Please copy each line of the records below that includes the word "Serialize".

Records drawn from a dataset
▼
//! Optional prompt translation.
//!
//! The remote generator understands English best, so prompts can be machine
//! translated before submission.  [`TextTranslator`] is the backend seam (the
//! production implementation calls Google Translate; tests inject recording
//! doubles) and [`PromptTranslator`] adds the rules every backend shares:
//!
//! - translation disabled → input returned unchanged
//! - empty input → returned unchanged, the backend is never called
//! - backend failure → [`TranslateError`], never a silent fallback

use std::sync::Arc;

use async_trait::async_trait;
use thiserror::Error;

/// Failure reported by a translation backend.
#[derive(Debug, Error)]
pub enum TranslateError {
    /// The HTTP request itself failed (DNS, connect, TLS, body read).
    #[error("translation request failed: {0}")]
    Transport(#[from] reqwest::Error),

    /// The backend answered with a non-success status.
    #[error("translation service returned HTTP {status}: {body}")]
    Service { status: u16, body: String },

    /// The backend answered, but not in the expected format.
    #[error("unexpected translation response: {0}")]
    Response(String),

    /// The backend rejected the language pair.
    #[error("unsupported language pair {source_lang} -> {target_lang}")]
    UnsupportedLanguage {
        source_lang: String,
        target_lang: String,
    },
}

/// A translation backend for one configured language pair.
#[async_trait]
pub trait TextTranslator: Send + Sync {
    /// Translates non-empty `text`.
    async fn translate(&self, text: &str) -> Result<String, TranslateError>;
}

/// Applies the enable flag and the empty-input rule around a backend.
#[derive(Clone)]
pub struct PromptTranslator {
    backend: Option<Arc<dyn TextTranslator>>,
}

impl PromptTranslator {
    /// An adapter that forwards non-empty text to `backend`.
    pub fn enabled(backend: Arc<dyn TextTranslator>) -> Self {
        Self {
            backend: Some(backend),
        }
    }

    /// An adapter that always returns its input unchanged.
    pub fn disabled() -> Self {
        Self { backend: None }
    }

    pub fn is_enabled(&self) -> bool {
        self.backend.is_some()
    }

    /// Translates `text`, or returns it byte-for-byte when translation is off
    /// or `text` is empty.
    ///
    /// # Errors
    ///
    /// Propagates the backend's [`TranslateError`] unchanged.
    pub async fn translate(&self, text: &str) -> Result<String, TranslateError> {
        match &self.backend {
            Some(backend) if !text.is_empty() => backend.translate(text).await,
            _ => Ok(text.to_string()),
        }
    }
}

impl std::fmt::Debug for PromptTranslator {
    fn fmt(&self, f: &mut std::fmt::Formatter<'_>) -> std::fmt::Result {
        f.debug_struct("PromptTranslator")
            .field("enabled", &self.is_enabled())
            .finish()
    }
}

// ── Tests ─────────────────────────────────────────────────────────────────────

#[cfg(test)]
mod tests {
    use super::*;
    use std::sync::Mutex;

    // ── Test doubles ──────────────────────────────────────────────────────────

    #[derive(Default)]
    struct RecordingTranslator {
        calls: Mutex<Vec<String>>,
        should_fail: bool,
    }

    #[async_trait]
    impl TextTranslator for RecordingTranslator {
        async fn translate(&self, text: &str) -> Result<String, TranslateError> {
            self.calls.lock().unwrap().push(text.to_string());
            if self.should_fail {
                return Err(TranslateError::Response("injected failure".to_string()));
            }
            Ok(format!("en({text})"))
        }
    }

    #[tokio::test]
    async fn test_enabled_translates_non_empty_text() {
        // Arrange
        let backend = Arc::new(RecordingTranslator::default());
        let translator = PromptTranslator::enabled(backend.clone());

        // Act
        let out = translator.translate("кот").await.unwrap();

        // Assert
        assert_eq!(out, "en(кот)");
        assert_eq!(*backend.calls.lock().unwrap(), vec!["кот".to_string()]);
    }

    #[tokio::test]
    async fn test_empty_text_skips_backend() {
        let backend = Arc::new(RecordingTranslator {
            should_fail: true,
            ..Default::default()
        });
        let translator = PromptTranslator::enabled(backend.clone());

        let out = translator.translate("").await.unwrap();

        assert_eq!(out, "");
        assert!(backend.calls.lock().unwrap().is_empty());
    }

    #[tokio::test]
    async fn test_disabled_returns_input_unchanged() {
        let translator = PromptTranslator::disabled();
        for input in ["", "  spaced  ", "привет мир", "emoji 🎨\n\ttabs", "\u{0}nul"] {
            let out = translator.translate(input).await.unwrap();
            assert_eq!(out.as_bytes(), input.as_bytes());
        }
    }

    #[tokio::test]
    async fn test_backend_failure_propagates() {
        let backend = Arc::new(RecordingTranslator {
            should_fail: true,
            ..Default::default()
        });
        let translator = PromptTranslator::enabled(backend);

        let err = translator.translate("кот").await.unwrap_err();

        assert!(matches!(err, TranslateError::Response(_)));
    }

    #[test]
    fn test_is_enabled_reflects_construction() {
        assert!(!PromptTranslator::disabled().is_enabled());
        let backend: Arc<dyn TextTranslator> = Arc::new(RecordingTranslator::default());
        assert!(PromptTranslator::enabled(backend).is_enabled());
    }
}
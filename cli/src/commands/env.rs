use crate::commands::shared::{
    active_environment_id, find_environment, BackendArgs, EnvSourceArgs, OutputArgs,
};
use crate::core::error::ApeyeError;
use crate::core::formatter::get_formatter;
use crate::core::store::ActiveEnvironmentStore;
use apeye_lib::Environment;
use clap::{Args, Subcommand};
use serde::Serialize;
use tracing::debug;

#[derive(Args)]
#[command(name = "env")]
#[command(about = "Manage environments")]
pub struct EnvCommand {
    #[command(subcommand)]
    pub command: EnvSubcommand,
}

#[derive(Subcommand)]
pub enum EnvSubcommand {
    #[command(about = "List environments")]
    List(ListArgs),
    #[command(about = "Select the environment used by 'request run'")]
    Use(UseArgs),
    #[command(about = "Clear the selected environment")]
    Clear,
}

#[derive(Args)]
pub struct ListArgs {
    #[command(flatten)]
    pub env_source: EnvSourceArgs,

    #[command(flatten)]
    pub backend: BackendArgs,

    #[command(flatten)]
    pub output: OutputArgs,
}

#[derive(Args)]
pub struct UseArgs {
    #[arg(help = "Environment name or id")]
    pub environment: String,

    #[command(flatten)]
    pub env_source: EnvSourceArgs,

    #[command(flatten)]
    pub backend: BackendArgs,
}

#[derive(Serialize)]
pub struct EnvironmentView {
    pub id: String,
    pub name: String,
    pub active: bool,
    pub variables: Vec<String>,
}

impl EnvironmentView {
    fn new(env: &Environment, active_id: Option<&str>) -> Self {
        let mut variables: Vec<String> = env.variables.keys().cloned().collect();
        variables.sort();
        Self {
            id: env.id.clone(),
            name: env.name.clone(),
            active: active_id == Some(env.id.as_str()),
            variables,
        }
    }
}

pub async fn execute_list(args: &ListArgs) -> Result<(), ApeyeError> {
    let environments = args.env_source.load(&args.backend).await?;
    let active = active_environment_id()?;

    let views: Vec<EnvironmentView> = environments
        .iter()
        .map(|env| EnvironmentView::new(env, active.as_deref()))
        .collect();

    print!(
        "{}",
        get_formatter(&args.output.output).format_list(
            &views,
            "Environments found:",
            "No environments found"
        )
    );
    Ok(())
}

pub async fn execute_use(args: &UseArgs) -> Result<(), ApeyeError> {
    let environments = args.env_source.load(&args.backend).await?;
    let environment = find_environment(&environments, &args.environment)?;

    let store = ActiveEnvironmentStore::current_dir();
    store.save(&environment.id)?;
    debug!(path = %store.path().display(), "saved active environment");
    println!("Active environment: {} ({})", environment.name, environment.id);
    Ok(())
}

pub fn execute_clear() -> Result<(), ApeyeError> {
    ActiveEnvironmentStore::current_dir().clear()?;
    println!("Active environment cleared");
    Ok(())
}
▲
### FINAL ANSWER
use serde::Serialize;
#[derive(Serialize)]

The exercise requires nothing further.